# Source records
###

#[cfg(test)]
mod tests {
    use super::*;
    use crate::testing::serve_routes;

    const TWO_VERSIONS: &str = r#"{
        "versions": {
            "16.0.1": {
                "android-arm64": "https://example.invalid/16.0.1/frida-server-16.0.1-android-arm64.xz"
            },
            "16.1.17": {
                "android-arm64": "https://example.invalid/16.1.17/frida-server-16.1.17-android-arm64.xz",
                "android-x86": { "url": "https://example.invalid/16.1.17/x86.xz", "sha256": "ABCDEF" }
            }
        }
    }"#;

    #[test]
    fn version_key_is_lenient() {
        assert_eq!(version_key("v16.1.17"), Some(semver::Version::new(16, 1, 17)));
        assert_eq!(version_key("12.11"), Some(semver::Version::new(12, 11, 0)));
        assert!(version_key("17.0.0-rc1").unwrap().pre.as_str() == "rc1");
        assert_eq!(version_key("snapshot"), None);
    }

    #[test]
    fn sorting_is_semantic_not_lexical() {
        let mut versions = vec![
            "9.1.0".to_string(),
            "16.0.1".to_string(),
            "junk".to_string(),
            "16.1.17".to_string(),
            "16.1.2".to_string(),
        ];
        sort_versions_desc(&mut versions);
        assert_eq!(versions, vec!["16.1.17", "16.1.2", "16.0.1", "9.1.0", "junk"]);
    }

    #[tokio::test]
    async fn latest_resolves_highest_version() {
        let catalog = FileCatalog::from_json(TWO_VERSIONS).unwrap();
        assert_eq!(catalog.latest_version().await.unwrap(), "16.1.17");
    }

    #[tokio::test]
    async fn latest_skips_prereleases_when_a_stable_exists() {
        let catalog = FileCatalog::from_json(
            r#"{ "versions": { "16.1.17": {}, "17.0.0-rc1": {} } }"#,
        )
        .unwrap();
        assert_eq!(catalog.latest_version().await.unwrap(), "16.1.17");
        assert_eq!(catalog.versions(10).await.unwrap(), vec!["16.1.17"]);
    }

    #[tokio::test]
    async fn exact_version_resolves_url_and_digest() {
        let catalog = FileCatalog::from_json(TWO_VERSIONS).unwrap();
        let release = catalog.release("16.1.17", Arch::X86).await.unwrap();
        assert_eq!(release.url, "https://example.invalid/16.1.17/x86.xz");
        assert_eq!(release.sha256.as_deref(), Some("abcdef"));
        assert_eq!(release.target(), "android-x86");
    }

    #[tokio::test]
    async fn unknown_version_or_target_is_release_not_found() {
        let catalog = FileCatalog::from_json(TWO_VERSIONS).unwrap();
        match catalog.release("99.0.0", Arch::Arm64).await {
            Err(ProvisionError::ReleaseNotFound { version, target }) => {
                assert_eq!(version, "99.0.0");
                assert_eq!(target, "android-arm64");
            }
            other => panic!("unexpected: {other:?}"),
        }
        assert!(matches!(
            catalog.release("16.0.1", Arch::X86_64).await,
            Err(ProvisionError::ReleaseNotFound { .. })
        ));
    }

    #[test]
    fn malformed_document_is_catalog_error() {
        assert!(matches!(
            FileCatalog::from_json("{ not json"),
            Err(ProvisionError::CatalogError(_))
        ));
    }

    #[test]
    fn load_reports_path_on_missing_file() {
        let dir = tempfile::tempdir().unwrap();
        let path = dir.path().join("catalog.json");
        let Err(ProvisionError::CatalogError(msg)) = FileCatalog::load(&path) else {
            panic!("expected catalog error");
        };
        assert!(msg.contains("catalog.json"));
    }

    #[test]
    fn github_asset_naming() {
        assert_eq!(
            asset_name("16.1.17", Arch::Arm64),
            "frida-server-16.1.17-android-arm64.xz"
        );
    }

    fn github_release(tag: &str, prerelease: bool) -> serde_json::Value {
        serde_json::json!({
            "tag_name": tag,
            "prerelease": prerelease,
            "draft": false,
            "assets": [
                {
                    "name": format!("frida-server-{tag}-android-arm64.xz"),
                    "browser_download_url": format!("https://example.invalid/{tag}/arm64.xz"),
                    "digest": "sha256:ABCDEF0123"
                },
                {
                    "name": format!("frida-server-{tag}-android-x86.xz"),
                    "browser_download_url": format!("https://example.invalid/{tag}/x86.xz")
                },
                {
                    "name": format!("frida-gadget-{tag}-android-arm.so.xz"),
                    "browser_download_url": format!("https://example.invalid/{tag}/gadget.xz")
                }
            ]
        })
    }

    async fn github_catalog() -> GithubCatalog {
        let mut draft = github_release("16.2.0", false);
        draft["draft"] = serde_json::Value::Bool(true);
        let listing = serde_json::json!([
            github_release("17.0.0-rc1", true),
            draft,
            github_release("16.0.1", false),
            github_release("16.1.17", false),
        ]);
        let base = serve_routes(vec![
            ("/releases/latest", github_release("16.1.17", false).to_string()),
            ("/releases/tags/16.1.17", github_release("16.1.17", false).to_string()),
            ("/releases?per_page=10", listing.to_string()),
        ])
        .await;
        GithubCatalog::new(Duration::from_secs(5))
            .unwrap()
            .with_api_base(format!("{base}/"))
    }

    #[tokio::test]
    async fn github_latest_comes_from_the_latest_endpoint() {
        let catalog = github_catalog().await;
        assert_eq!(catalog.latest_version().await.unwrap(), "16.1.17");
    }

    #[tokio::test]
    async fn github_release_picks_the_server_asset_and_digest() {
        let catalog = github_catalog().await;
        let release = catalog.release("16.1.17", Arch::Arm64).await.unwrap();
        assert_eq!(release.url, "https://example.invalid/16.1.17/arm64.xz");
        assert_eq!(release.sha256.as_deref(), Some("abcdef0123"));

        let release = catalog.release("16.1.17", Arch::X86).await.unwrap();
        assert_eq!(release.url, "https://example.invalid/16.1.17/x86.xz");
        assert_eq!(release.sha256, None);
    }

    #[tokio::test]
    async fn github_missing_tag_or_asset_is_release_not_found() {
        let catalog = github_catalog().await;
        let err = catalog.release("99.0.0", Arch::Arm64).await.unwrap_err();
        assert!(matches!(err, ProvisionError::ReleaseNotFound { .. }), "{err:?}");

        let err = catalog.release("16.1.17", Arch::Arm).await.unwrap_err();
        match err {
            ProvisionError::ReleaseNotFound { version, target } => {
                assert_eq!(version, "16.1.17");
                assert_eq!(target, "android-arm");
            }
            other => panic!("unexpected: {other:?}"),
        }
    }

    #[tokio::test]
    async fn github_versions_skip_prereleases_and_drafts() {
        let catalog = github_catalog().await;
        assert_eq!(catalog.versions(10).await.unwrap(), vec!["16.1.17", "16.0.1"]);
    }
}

###

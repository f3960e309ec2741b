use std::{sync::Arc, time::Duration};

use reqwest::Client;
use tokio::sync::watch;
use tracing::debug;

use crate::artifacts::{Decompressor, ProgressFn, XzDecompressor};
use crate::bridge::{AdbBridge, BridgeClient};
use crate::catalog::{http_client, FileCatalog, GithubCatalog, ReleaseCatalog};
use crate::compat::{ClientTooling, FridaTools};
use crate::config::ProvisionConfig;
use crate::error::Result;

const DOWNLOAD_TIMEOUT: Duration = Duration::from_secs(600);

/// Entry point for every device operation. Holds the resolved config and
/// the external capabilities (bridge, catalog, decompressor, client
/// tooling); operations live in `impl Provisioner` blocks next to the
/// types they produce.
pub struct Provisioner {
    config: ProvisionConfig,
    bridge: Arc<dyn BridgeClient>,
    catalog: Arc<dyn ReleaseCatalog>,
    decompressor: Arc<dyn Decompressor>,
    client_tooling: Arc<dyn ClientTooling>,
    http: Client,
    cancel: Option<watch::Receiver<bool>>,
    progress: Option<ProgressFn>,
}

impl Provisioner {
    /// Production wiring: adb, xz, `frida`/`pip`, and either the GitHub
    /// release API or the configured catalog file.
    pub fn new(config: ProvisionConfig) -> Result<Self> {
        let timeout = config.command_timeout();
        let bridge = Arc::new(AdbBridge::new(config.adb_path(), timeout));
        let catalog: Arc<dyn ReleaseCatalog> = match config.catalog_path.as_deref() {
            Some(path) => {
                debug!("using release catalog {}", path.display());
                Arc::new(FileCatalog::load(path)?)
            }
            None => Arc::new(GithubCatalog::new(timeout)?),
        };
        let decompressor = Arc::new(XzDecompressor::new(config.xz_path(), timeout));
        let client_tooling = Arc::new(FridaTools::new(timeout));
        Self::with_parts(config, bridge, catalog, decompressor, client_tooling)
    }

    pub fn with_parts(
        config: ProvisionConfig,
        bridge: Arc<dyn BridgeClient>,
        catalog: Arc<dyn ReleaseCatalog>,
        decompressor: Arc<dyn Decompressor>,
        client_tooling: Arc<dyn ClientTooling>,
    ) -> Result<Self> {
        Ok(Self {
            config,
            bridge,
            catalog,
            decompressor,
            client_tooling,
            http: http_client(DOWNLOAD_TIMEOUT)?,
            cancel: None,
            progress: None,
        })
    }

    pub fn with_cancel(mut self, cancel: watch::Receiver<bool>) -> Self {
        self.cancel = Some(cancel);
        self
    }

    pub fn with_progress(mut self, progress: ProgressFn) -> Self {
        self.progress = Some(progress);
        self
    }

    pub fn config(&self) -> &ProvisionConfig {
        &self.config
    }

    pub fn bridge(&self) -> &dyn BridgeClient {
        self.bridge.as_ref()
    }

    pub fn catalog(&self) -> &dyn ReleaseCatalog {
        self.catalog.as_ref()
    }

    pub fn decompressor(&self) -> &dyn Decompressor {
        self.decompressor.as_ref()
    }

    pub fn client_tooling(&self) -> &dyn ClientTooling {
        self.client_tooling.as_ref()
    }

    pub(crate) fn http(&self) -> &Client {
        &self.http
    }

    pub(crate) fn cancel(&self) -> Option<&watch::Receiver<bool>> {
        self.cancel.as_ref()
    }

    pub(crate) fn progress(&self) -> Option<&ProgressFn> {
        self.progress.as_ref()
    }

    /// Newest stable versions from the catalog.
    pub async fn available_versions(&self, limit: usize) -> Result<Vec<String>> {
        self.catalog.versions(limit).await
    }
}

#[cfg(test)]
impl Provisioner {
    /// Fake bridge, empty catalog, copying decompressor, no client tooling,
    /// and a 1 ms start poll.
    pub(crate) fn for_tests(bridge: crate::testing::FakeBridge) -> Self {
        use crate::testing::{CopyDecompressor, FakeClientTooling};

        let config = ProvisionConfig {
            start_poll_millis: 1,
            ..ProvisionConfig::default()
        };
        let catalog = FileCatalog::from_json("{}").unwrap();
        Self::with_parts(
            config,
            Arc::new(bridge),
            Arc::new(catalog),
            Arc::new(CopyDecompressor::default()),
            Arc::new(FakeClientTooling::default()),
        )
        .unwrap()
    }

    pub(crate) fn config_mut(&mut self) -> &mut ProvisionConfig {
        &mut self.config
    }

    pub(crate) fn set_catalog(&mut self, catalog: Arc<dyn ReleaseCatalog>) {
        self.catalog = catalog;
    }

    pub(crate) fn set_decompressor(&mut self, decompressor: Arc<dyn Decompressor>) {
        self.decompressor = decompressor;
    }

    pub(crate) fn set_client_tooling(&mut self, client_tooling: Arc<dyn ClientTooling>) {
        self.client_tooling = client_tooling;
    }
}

###

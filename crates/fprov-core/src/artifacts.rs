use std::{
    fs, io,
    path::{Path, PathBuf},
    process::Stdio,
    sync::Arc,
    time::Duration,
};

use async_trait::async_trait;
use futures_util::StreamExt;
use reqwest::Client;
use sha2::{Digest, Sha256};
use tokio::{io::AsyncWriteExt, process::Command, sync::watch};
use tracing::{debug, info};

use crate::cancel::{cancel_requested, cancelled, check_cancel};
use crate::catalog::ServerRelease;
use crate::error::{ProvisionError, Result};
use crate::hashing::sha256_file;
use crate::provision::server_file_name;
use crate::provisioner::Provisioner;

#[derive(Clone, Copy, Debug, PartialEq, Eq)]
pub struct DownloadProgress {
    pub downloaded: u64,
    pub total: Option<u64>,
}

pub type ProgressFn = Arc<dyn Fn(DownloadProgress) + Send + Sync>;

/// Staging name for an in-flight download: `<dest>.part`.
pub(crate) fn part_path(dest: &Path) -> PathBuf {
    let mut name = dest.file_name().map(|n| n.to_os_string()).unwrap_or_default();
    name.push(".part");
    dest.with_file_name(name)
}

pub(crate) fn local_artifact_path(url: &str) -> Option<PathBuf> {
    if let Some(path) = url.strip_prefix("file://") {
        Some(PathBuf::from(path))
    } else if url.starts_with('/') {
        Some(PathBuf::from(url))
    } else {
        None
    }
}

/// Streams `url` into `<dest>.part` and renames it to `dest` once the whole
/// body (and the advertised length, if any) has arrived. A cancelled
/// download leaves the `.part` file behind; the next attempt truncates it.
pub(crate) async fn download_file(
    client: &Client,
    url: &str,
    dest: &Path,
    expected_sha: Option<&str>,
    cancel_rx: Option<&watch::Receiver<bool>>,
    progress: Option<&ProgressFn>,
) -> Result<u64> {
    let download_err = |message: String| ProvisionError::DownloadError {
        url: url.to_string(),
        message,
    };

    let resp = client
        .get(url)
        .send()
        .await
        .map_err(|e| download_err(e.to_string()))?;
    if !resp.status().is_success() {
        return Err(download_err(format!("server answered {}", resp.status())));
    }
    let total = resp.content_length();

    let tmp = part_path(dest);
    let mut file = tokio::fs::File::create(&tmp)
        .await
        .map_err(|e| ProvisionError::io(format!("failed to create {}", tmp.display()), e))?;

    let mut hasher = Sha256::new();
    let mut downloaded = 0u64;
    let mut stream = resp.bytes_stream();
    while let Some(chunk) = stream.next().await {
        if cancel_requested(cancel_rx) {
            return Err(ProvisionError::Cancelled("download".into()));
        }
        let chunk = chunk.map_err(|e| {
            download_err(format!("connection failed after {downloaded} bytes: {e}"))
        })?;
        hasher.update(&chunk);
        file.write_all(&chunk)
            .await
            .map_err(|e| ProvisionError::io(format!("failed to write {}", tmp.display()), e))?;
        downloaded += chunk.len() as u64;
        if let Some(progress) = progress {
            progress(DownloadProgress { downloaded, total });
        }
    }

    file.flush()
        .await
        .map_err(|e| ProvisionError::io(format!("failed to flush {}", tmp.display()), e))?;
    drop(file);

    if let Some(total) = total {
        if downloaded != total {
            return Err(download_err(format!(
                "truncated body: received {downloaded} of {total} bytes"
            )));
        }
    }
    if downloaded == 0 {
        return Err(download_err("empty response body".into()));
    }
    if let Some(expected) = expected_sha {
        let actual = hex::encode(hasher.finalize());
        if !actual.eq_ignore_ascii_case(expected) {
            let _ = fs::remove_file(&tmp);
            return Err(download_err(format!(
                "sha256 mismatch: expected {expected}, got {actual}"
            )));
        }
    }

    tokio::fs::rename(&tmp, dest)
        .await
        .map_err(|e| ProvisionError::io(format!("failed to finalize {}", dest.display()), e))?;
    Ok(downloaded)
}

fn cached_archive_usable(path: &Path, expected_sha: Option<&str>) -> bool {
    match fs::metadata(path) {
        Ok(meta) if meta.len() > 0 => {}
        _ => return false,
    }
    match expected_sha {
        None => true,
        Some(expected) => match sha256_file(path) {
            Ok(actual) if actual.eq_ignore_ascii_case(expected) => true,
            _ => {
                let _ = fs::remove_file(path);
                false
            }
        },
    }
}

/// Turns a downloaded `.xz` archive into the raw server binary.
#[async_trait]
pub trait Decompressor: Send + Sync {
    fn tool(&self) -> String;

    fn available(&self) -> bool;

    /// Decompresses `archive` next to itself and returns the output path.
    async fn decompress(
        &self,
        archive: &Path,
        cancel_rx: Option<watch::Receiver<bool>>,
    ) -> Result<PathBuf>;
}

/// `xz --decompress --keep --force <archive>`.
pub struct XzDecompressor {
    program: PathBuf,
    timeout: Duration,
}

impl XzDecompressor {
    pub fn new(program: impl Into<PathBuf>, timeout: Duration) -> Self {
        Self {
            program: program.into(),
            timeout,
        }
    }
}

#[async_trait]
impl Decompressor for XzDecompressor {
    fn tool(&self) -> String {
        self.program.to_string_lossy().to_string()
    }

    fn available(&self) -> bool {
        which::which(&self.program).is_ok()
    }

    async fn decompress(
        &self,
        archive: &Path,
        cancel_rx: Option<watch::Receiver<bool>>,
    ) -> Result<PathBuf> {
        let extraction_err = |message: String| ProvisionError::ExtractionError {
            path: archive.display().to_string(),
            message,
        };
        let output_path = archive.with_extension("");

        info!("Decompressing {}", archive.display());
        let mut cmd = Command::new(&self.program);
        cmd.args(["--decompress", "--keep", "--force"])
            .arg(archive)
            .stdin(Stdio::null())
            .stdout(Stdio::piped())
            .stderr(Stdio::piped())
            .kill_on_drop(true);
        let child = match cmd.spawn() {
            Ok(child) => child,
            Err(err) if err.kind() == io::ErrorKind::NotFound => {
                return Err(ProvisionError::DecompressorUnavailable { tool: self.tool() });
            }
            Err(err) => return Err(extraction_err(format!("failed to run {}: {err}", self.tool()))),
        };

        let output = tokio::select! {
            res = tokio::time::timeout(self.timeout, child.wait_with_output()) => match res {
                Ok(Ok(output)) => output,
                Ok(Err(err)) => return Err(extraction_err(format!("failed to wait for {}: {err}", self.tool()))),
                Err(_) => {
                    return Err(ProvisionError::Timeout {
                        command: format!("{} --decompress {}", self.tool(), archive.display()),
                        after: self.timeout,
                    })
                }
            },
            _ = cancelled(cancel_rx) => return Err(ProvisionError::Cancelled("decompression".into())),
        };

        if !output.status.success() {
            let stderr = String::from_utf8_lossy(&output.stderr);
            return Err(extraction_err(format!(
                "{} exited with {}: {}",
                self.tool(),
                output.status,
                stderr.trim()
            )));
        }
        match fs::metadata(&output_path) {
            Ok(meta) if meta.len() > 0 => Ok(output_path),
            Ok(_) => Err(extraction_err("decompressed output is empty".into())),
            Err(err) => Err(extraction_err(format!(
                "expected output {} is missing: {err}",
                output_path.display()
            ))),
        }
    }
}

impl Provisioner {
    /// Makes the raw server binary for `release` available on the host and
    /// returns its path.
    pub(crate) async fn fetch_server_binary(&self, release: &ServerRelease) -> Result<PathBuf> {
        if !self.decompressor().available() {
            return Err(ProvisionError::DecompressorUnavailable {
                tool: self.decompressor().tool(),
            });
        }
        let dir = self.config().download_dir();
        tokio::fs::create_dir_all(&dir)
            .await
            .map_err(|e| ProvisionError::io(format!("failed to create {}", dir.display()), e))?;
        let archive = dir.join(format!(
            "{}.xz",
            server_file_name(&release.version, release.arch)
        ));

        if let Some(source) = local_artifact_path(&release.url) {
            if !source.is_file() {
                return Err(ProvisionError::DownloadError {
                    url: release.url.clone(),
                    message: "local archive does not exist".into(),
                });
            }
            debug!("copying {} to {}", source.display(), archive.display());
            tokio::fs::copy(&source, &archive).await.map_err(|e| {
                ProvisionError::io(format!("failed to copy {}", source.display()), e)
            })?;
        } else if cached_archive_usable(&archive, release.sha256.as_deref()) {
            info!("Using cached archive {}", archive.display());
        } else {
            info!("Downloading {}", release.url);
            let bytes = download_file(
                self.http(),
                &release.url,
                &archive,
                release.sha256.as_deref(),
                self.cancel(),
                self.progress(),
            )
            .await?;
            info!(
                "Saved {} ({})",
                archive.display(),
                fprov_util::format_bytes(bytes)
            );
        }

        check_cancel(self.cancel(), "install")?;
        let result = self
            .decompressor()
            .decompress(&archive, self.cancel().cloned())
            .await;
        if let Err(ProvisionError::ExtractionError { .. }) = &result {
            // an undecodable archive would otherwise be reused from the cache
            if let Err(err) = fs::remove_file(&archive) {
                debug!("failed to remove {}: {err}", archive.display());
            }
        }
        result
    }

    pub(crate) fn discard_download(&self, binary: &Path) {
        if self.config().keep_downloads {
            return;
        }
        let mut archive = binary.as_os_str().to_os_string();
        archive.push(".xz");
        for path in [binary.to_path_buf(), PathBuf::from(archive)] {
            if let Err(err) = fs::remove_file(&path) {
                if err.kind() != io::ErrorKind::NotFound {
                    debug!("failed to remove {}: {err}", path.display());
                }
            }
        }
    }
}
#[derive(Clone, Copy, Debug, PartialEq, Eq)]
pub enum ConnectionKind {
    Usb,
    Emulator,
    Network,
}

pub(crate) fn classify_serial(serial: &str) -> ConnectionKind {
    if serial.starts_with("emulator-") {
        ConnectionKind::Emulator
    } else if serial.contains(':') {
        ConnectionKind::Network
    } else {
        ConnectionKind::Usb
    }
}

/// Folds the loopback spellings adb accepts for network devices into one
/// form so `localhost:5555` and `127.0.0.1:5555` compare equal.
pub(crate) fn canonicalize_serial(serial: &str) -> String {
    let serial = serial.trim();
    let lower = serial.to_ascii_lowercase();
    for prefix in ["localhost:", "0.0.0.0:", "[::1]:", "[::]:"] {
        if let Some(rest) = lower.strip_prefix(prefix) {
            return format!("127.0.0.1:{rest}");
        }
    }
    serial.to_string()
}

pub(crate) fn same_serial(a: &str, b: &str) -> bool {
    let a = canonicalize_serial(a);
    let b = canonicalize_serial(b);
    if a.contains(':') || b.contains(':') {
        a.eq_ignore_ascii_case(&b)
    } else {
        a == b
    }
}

###

# What this task involves
Count the lines above in which the string "ServerRelease" occurs, and write the number with no other text.

# Solution to this task
2